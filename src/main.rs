//! pulse-stream - Kommandozeilen-Client
//!
//! Verbindet sich mit dem Relay, liest Befehle von stdin
//! (`call <id>`, `accept`, `reject`, `end`, `peers`, `quit`) und streamt
//! das angegebene Audio-Asset, sobald ein Anruf steht.

use anyhow::Context;
use clap::Parser;
use pulse_stream::call_engine::WebRtcTransportFactory;
use pulse_stream::config::{default_ice_servers, AppConfig, SessionConfig, StreamConfig};
use pulse_stream::signaling::SignalSender;
use pulse_stream::{init_tracing, prepare_audio, CallApp, SignalingClient, UserIntent};
use std::path::PathBuf;
use std::sync::Arc;
use std::time::Duration;
use tokio::io::{AsyncBufReadExt, BufReader};
use tokio::sync::mpsc;

#[derive(Parser, Debug)]
#[command(author, version, about = "Stream an audio file to a peer over WebRTC", long_about = None)]
struct Args {
    /// Signaling relay (ws, wss, http or https)
    #[arg(long, env = "PULSE_RELAY_URL", default_value = "ws://localhost:8080/ws")]
    relay_url: String,

    /// Audio asset to stream once a call is connected
    #[arg(short, long, env = "PULSE_AUDIO")]
    audio: Option<PathBuf>,

    /// Treat the asset as headerless 16-bit LE PCM with this sample rate
    #[arg(long, value_name = "HZ")]
    raw_pcm_rate: Option<u32>,

    /// Channel count for raw PCM assets
    #[arg(long, default_value_t = 1, requires = "raw_pcm_rate")]
    raw_pcm_channels: u16,

    /// JSON file with stream settings (sample rate, frame size, speed, gain)
    #[arg(long, env = "PULSE_STREAM_CONFIG")]
    stream_config: Option<PathBuf>,

    /// Playback speed, overrides the stream config
    #[arg(long)]
    playback_speed: Option<f64>,

    /// Restart the asset when it runs out
    #[arg(long = "loop")]
    loop_playback: bool,

    /// STUN/TURN server URLs, comma separated
    #[arg(long = "ice-server", env = "PULSE_ICE_SERVERS", value_delimiter = ',')]
    ice_servers: Vec<String>,

    /// Seconds to wait for connectivity after descriptions are exchanged
    #[arg(long, default_value_t = 10)]
    connect_timeout: u64,

    /// Accept incoming calls without asking
    #[arg(long)]
    auto_accept: bool,

    /// Call the first peer in the relay's user list
    #[arg(long)]
    call_first: bool,

    /// Call this peer right after connecting
    #[arg(long, value_name = "PEER_ID")]
    call: Option<String>,
}

impl Args {
    fn into_config(self) -> anyhow::Result<(AppConfig, Option<String>)> {
        let mut stream = match &self.stream_config {
            Some(path) => StreamConfig::load(path)
                .with_context(|| format!("failed to load stream config {:?}", path))?,
            None => StreamConfig::default(),
        };
        if let Some(speed) = self.playback_speed {
            stream.playback_speed = speed;
        }
        stream.loop_playback |= self.loop_playback;
        stream.validate().context("invalid stream config")?;

        let ice_servers = if self.ice_servers.is_empty() {
            default_ice_servers()
        } else {
            self.ice_servers
        };

        let config = AppConfig {
            relay_url: AppConfig::parse_relay_url(&self.relay_url)
                .with_context(|| format!("invalid relay url {}", self.relay_url))?,
            audio_path: self.audio,
            raw_pcm: self.raw_pcm_rate.map(|rate| (rate, self.raw_pcm_channels)),
            ice_servers,
            auto_accept: self.auto_accept,
            call_first: self.call_first,
            session: SessionConfig {
                connect_timeout: Duration::from_secs(self.connect_timeout),
                stream,
            },
        };
        Ok((config, self.call))
    }
}

/// Liest Zeilen von stdin und übersetzt sie in Intents
fn spawn_stdin_reader(intents: mpsc::UnboundedSender<UserIntent>) {
    tokio::spawn(async move {
        let mut lines = BufReader::new(tokio::io::stdin()).lines();
        while let Ok(Some(line)) = lines.next_line().await {
            if line.trim().is_empty() {
                continue;
            }
            match UserIntent::parse(&line) {
                Ok(intent) => {
                    if intents.send(intent).is_err() {
                        break;
                    }
                }
                Err(e) => tracing::warn!("{}", e),
            }
        }
    });
}

#[tokio::main]
async fn main() -> anyhow::Result<()> {
    init_tracing();

    let (config, call_peer) = Args::parse().into_config()?;
    tracing::info!("Starting pulse-stream, relay {}", config.relay_url);

    // Dekodierfehler betreffen nur das Streaming, nicht das Signaling
    let audio = match prepare_audio(&config) {
        Ok(audio) => audio,
        Err(e) => {
            tracing::error!("Audio asset unusable, calls will carry no audio: {}", e);
            None
        }
    };

    let (client, events) = SignalingClient::connect(config.relay_url.clone())
        .await
        .context("failed to connect to signaling relay")?;
    let signaling: Arc<dyn SignalSender> = Arc::new(client);

    let factory = Arc::new(WebRtcTransportFactory::new(
        config.ice_servers.clone(),
        config.session.stream.target_sample_rate,
    ));

    let (intent_tx, intent_rx) = mpsc::unbounded_channel();
    if let Some(peer) = call_peer {
        let _ = intent_tx.send(UserIntent::Call(peer));
    }
    spawn_stdin_reader(intent_tx);

    CallApp::new(&config, signaling, factory, audio)
        .run(events, intent_rx)
        .await;

    Ok(())
}
//! Message Types für das Relay-Protokoll
//!
//! Jede Nachricht ist ein JSON-Objekt `{"type": "...", "payload": {...}}`.
//! Das Relay leitet die Payload unverändert an den Ziel-Socket weiter.

use serde::{Deserialize, Serialize};

// ============================================================================
// OPAQUE BLOBS
// ============================================================================

/// Art einer Session Description
#[derive(Debug, Clone, Copy, PartialEq, Eq, Serialize, Deserialize)]
#[serde(rename_all = "lowercase")]
pub enum DescriptionKind {
    Offer,
    Answer,
}

/// Verbindungsbeschreibung (SDP), wie sie Browser als JSON senden
#[derive(Debug, Clone, PartialEq, Eq, Serialize, Deserialize)]
pub struct SessionDescription {
    #[serde(rename = "type")]
    pub kind: DescriptionKind,
    pub sdp: String,
}

impl SessionDescription {
    pub fn offer(sdp: impl Into<String>) -> Self {
        Self {
            kind: DescriptionKind::Offer,
            sdp: sdp.into(),
        }
    }

    pub fn answer(sdp: impl Into<String>) -> Self {
        Self {
            kind: DescriptionKind::Answer,
            sdp: sdp.into(),
        }
    }
}

/// ICE Candidate im Format von `RTCIceCandidateInit`
#[derive(Debug, Clone, PartialEq, Eq, Serialize, Deserialize)]
pub struct IceCandidate {
    pub candidate: String,
    #[serde(rename = "sdpMid", default, skip_serializing_if = "Option::is_none")]
    pub sdp_mid: Option<String>,
    #[serde(
        rename = "sdpMLineIndex",
        default,
        skip_serializing_if = "Option::is_none"
    )]
    pub sdp_mline_index: Option<u16>,
    #[serde(
        rename = "usernameFragment",
        default,
        skip_serializing_if = "Option::is_none"
    )]
    pub username_fragment: Option<String>,
}

impl IceCandidate {
    pub fn new(candidate: impl Into<String>) -> Self {
        Self {
            candidate: candidate.into(),
            sdp_mid: None,
            sdp_mline_index: None,
            username_fragment: None,
        }
    }
}

// ============================================================================
// CLIENT → RELAY MESSAGES
// ============================================================================

/// Nachrichten, die dieser Client an das Relay schickt
#[derive(Debug, Clone, PartialEq, Eq, Serialize, Deserialize)]
#[serde(tag = "type", content = "payload", rename_all = "kebab-case")]
pub enum OutgoingMessage {
    /// Anruf starten
    CallUser {
        #[serde(rename = "userToCall")]
        user_to_call: String,
        #[serde(rename = "signalData")]
        signal_data: SessionDescription,
    },

    /// Anruf annehmen
    AnswerCall {
        to: String,
        signal: SessionDescription,
    },

    /// Anruf ablehnen
    RejectCall { to: String },

    /// ICE Candidate weiterleiten
    IceCandidate { to: String, candidate: IceCandidate },

    /// Anruf beenden
    EndCall { to: String },
}

impl OutgoingMessage {
    /// Event-Name auf dem Draht
    pub fn kind(&self) -> &'static str {
        match self {
            Self::CallUser { .. } => "call-user",
            Self::AnswerCall { .. } => "answer-call",
            Self::RejectCall { .. } => "reject-call",
            Self::IceCandidate { .. } => "ice-candidate",
            Self::EndCall { .. } => "end-call",
        }
    }

    /// Ziel-Peer der Nachricht
    pub fn target(&self) -> &str {
        match self {
            Self::CallUser { user_to_call, .. } => user_to_call,
            Self::AnswerCall { to, .. }
            | Self::RejectCall { to }
            | Self::IceCandidate { to, .. }
            | Self::EndCall { to } => to,
        }
    }
}

// ============================================================================
// RELAY → CLIENT MESSAGES
// ============================================================================

/// Eintrag der Teilnehmerliste
#[derive(Debug, Clone, PartialEq, Eq, Serialize, Deserialize)]
pub struct PresenceEntry {
    pub id: String,
}

/// Alle Nachrichten, die das Relay zustellen kann
#[derive(Debug, Clone, PartialEq, Eq, Serialize, Deserialize)]
#[serde(tag = "type", content = "payload", rename_all = "kebab-case")]
pub enum IncomingMessage {
    /// Eigene Socket-ID nach dem Verbinden
    YourId { id: String },

    /// Aktuelle Teilnehmer
    UsersList(Vec<PresenceEntry>),

    /// Eingehender Anruf mit Offer
    IncomingCall {
        from: String,
        signal: SessionDescription,
    },

    /// Gegenseite hat angenommen
    CallAccepted { signal: SessionDescription },

    /// Gegenseite hat abgelehnt
    CallRejected,

    /// Gegenseite ist besetzt
    UserBusy,

    /// ICE Candidate der Gegenseite
    IceCandidate { from: String, candidate: IceCandidate },

    /// Gegenseite hat aufgelegt
    CallEnded,
}

impl IncomingMessage {
    /// Event-Name auf dem Draht
    pub fn kind(&self) -> &'static str {
        match self {
            Self::YourId { .. } => "your-id",
            Self::UsersList(_) => "users-list",
            Self::IncomingCall { .. } => "incoming-call",
            Self::CallAccepted { .. } => "call-accepted",
            Self::CallRejected => "call-rejected",
            Self::UserBusy => "user-busy",
            Self::IceCandidate { .. } => "ice-candidate",
            Self::CallEnded => "call-ended",
        }
    }
}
▬▬▬
DIRECTIONS FOR THIS TASK →
Please count how many lines of the material above include the string "enum", then give that number alone.

EXERCISE RESULT →
3